The annotate package provides a class that can be used to model
chromosomal information about a species, using one of the metadata
packages provided by Bioconductor.  This class contains information
about the organism and its chromosomes and provides a standardized
interface to the information in the metadata packages for other
software to quickly extract necessary chromosomal information.  An
example of using \Rclass{chromLocation} objects in other software can
be found with the \Rfunction{alongChrom} function of the
\Rpackage{geneplotter} package in Bioconductor.

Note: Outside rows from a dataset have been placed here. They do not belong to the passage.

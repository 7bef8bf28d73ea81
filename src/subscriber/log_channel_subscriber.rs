//! Delivers audit records to the configured log chat.

use std::sync::Arc;

use anyhow::Result;
use async_trait::async_trait;
use log::debug;

use crate::chat::ChatId;
use crate::chat::Messenger;
use crate::event::AuditRecordEvent;
use crate::subscriber::Subscriber;

pub struct LogChannelSubscriber {
    messenger: Arc<dyn Messenger>,
    chat_id: ChatId,
}

impl LogChannelSubscriber {
    pub fn new(messenger: Arc<dyn Messenger>, chat_id: ChatId) -> Self {
        Self { messenger, chat_id }
    }
}

#[async_trait]
impl Subscriber<AuditRecordEvent> for LogChannelSubscriber {
    async fn callback(&self, event: AuditRecordEvent) -> Result<()> {
        debug!(
            "Sending {} record for chat {} to log chat {}",
            event.record.tag(),
            event.record.chat_id,
            self.chat_id
        );
        self.messenger
            .send_message(self.chat_id, &event.record.to_html(), None)
            .await?;
        Ok(())
    }
}
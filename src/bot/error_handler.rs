//! Turns command errors into user-facing replies.

use log::error;

use crate::bot::commands::Command;
use crate::bot::response::CommandResponse;
use crate::error::AppError;
use crate::moderation::ModerationError;

pub struct ErrorHandler;

impl ErrorHandler {
    /// Expected failures become their notice. Fatal ones are logged under a
    /// reference id and the user only sees the id.
    pub fn handle(command: Command, error: &ModerationError) -> CommandResponse {
        if !error.is_fatal() {
            return CommandResponse::from_error(error);
        }

        let ref_id = AppError::log_with_ref(error);
        error!("Unexpected error in command `{}`: {:?}", command.name(), error);
        CommandResponse::reply(format!(
            "An unexpected error occurred. Please try again later.\nReference ID: <code>{ref_id}</code>"
        ))
    }
}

\section{The chromLocation class}

The \Rclass{chromLocation} class is used to provide a structure for
chromosomal data of a particular organism.  In this section, we will
discuss the various slots of the class and the methods for interacting
with them.  Before this though, we will create an object of class
\Rclass{chromLocation} for demonstration purposes later.  The helper
function \Rfunction{buildChromLocation} is used, and it takes as an
argument the name of a Bioconductor metadata package, which is itself
used to extract the data.  For this vignette, we will be using the
\Rpackage{hgu95av2.db} package.

<<buildCL>>=
library("annotate")
z <- buildChromLocation("hgu95av2")
z
@

Once we have an object of the \Rclass{chromLocation} class, we can now
access its various slots to get the information contained within it.
There are six slots in this class:
\begin{verbatim}
organism:       This lists the organism that this object is describing.
dataSource:     Where this data was acquired from.
chromLocs:      A list with an element for every unique chromosome 
                name, where each element contains a named vector where
                the names are probe IDs and the values describe the
                location of that probe on the chromosome.  Negative
                values indicate that the location is on the antisense
                strand. 
probesToChrom:  A hash table which will translate a probe ID to the 
                chromosome it belongs to.
chromInfo:      A numerical vector representing each chromosome, where
                the names are the names of the chromosomes and the
                values are the lengths of those chromosomes.
geneSymbols:    An environment that maps a probe ID to the appropriate
                gene symbol.
\end{verbatim}

There is a basic 'get' type method for each of these slots, all with
the same name as the respective slot.  In the following example, we
will demonstrate these basic methods.  For the
\Rfunction{probesToChrom} and \Rfunction{geneSymbols} methods, the
return value is an environment which maps a probe ID to other values,
we will be using the probe ID '32972\_at', which was selected at
random for these examples.  We are showing only part of the
\Rfunction{chromLocs} method's output as it is quite long in its entirety.

<<showBasicMethods>>=
organism(z)

dataSource(z)

## The chromLocs list is extremely large.  Let's only
## look at one of the elements.
names(chromLocs(z))
chromLocs(z)[["Y"]]

get("32972_at", probesToChrom(z))

chromInfo(z)

get("32972_at", geneSymbols(z))

@

Another method which can be used to access information about the
particular \Rclass{chromLocation} object is the \Rfunction{nChrom}
method, which will list how many chromosomes this organism has:

<<nChrom>>=
nChrom(z)
@

\section{Summary}

The \Rclass{chromLocation} class has a simple design, but can be
powerful if one wants to store the chromosomal data contained in a
Bioconductor package into a single object.  These objects can be
created once and then passed around to multiple functions, which can
cut down on computation time to access the desired information from
the package.  These objects allow access to basic but also important
information, and provide a standard interface for writers of other
software to access this information.